一般的に調剤は利益率が高い部門であるため、「調剤併設率」の引き上げを目標に掲げたり、利益率を高めるために調剤部門が強い薬局を買収する動きも盛んになっています。
また、従来の調剤薬局の役割に止まらず、処方箋を利用者の自宅に配送するサービスや、管理栄養士による健康保険相談サービス、訪問看護や介護サービスなど、健康サポート機能等に力を入れるドラッグストアも増えています。

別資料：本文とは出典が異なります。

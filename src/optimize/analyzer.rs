use crate::graph::DependencyGraph;
use crate::model::{Step, StepKind, WorkflowConfig};
use crate::validation::{self, Impact};

use super::{CacheCandidate, OptimizedWorkflow, ParallelGroup, TimeoutRecommendation};

/// Assumed duration for a step with no timeout when estimating speedups.
const DEFAULT_STEP_MS: u64 = 30_000;
/// Baseline duration of a feature invocation.
const FEATURE_BASE_MS: f64 = 15_000.0;
/// Recommended timeouts never exceed this.
const FEATURE_CAP_MS: u64 = 120_000;
/// Coordination margin added on top of a parallel step's slowest child.
const PARALLEL_MARGIN_MS: u64 = 5_000;
/// Baseline TTL for cached feature results.
const CACHE_TTL_MS: u64 = 3_600_000;

/// Validate, then derive the optimization structures for a snapshot.
pub fn analyze(config: &WorkflowConfig) -> OptimizedWorkflow {
    tracing::debug!(workflow = %config.id, "analyzing workflow");

    let report = validation::validate_config(config);
    let suggestions = report.optimizations;
    let applied = suggestions
        .iter()
        .filter(|s| matches!(s.impact, Impact::High | Impact::Medium))
        .cloned()
        .collect();

    OptimizedWorkflow {
        parallel_groups: parallel_groups(config),
        cache_candidates: cache_candidates(config),
        timeout_recommendations: timeout_recommendations(config),
        suggestions,
        applied,
        config: config.clone(),
    }
}

/// Greedy independent-group discovery in declaration order.  Singleton
/// groups carry no fan-out value and are dropped.
fn parallel_groups(config: &WorkflowConfig) -> Vec<ParallelGroup> {
    let graph = DependencyGraph::new(config);
    graph
        .independent_groups()
        .into_iter()
        .filter(|group| group.len() >= 2)
        .map(|group| {
            let timeouts: Vec<u64> = group
                .iter()
                .map(|s| config.effective_timeout(s).unwrap_or(DEFAULT_STEP_MS))
                .collect();
            let total: u64 = timeouts.iter().sum();
            // All-zero timeouts would otherwise divide 0 by 0.
            let max = timeouts
                .iter()
                .copied()
                .max()
                .unwrap_or(DEFAULT_STEP_MS)
                .max(1);
            ParallelGroup {
                step_ids: group.iter().map(|s| s.id.clone()).collect(),
                estimated_speedup: total as f64 / max as f64,
            }
        })
        .collect()
}

/// Every feature step, at any depth, is a caching candidate.
fn cache_candidates(config: &WorkflowConfig) -> Vec<CacheCandidate> {
    config
        .all_steps()
        .into_iter()
        .filter_map(|step| match &step.kind {
            StepKind::Feature {
                feature, operation, ..
            } => Some(CacheCandidate {
                step_id: step.id.clone(),
                cache_key: format!("{}-{}", feature, operation),
                ttl_ms: CACHE_TTL_MS,
            }),
            _ => None,
        })
        .collect()
}

fn timeout_recommendations(config: &WorkflowConfig) -> Vec<TimeoutRecommendation> {
    config
        .all_steps()
        .into_iter()
        .map(|step| TimeoutRecommendation {
            step_id: step.id.clone(),
            recommended_ms: recommend_timeout(step),
        })
        .collect()
}

/// Recursive per-step recommendation.  Feature steps scale a 15 s base by
/// complexity multipliers inferred from the operation name; containers
/// combine their children (max+margin for parallel, sum for sequential,
/// worst branch for conditional).  Fallback steps are not counted.
pub fn recommend_timeout(step: &Step) -> u64 {
    match &step.kind {
        StepKind::Feature { operation, .. } => {
            let mut ms = FEATURE_BASE_MS;
            if operation.contains("comprehensive") {
                ms *= 2.0;
            }
            if operation.contains("detailed") {
                ms *= 1.5;
            }
            if operation.contains("analysis") {
                ms *= 1.3;
            }
            (ms.round() as u64).min(FEATURE_CAP_MS)
        }
        StepKind::Parallel { steps } => {
            steps.iter().map(recommend_timeout).max().unwrap_or(0) + PARALLEL_MARGIN_MS
        }
        StepKind::Sequential { steps } => steps.iter().map(recommend_timeout).sum(),
        StepKind::Conditional {
            if_true, if_false, ..
        } => {
            let true_ms: u64 = if_true.iter().map(recommend_timeout).sum();
            let false_ms: u64 = if_false.iter().map(recommend_timeout).sum();
            true_ms.max(false_ms)
        }
    }
}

一方、近年では生鮮3品(青果・精肉・鮮魚)の取り扱いを拡充する動きが活発化しています。上記ランキングで店舗数の高い伸びを示している「クスリのアオキ」はその代表格で、地場スーパーの吸収合併を着々と進めています。同様に店舗数増加率が高い「ゲンキー」や、ランキング3位、5位の「ツルハドラッグ」「ディスカウントドラッグコスモス」も食品強化を進めるドラッグストアです。


●大手連合の次は? 業界の垣根を超えた再編が進む


2021年ドラッグストア業界最大のトピックといえば、10月、旧マツモトキヨシホールディングスと旧ココカラファインの経営統合による「マツキヨココカラ&カンパニー」の誕生です。
これまで同業界では大手同士のM&Aがなかったため、「売上高1兆円規模への連合」と話題を呼びました。
その他にも、大手ドラッグストアによる中堅・中小ドラッグストアや調剤薬局の買収、大手ドラッグストアによる食品スーパーの吸収合併、その逆パターンの食品スーパーによるドラッグストアチェーン買収など、さまざまな形での再編が繰り広げられています。
競合激化や利益率低下、人口減少・高齢化・消費行動の変化への対応・・・。現在から将来に向けたこれらドラッグストアの課題は、流通業界共通の課題でもあります。
自社の将来像を定め、強みを強化し弱みを補う。その方針に沿ってM&Aを進める―。
それぞれの生き残りをかけて、業界の垣根を超えた再編が今後も活発に繰り広げられそうです。